» **PROBLEM TO SOLVE**: Pull every line containing the word "link" out of the material below.

» **DATA SHOWN**:

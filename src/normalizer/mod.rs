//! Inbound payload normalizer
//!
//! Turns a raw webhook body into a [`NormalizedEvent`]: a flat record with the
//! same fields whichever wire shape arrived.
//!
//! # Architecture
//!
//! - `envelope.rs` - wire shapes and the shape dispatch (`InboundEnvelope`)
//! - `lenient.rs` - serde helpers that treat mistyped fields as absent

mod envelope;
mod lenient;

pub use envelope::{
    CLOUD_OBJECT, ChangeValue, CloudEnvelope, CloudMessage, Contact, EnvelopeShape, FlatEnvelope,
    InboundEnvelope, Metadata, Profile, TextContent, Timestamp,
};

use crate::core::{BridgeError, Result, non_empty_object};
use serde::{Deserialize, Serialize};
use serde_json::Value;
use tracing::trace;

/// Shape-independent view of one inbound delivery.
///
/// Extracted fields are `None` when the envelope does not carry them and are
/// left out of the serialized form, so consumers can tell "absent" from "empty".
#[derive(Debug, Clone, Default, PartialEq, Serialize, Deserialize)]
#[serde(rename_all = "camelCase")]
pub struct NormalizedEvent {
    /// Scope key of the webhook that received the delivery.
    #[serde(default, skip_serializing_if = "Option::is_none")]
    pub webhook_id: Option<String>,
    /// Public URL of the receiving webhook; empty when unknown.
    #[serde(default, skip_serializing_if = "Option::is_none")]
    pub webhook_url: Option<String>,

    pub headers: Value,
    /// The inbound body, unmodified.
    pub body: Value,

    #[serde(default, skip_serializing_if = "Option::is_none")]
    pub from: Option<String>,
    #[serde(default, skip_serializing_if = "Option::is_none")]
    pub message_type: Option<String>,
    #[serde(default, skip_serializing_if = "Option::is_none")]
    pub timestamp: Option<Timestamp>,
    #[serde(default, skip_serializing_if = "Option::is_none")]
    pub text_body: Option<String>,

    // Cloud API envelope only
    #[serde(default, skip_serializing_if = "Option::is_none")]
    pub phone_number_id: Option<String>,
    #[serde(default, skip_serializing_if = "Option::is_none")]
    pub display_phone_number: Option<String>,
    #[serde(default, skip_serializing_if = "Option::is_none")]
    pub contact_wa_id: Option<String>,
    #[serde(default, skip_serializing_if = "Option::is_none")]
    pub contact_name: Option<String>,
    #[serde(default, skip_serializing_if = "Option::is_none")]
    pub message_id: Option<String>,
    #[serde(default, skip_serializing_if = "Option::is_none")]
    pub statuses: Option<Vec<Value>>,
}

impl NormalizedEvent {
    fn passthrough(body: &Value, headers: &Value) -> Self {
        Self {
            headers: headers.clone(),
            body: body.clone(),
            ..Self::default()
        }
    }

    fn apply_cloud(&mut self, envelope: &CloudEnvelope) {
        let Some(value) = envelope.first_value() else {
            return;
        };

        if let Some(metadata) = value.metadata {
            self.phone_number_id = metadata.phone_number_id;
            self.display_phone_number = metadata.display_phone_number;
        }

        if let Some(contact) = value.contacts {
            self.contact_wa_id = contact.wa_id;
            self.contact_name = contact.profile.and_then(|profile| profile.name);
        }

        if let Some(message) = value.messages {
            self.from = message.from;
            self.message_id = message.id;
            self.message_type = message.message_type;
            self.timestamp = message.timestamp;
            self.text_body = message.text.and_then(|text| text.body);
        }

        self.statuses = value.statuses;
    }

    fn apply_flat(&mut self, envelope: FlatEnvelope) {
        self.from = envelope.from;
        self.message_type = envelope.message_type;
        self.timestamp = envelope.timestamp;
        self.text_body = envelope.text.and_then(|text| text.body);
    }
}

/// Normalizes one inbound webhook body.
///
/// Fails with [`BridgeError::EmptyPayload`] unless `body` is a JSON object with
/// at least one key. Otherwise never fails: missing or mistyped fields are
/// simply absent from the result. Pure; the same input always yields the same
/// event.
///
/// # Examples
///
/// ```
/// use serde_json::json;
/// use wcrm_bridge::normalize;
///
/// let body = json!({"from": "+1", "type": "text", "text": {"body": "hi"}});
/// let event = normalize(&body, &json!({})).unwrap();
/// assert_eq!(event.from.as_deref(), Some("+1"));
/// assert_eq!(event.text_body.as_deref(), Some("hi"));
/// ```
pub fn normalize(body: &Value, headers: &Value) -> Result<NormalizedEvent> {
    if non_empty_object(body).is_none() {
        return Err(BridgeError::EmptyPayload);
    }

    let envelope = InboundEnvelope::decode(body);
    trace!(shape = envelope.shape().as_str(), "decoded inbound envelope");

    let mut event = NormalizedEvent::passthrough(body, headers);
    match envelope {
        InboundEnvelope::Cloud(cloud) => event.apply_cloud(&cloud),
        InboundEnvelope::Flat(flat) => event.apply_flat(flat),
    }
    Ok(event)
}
==
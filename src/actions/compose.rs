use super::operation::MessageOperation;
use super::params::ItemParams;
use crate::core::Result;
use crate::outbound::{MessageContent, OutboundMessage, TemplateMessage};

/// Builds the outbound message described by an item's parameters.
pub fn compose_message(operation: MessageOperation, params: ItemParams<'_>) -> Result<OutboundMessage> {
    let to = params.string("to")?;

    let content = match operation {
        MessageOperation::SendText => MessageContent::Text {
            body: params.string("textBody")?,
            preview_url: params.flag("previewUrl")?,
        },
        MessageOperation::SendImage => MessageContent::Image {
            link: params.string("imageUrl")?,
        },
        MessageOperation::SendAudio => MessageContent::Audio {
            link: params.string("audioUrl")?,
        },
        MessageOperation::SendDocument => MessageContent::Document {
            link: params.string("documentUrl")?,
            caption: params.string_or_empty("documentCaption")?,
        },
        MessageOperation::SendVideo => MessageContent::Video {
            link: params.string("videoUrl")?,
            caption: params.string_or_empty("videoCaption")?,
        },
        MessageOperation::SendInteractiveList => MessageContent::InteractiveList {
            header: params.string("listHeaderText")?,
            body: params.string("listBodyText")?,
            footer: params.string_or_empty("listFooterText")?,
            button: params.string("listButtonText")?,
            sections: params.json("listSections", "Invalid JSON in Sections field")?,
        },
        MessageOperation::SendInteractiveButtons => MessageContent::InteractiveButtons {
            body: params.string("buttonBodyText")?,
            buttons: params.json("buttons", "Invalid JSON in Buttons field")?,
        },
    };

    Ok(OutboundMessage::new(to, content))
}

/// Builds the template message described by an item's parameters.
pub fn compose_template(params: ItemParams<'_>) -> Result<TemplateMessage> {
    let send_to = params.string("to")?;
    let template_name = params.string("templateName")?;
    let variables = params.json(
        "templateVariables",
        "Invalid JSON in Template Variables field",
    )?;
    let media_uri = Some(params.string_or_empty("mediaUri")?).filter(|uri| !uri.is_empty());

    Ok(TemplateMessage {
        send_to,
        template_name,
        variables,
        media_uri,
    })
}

» **SOLUTION FOR THIS TASK**:
            link: params.string("imageUrl")?,
            link: params.string("audioUrl")?,
            link: params.string("documentUrl")?,
            link: params.string("videoUrl")?,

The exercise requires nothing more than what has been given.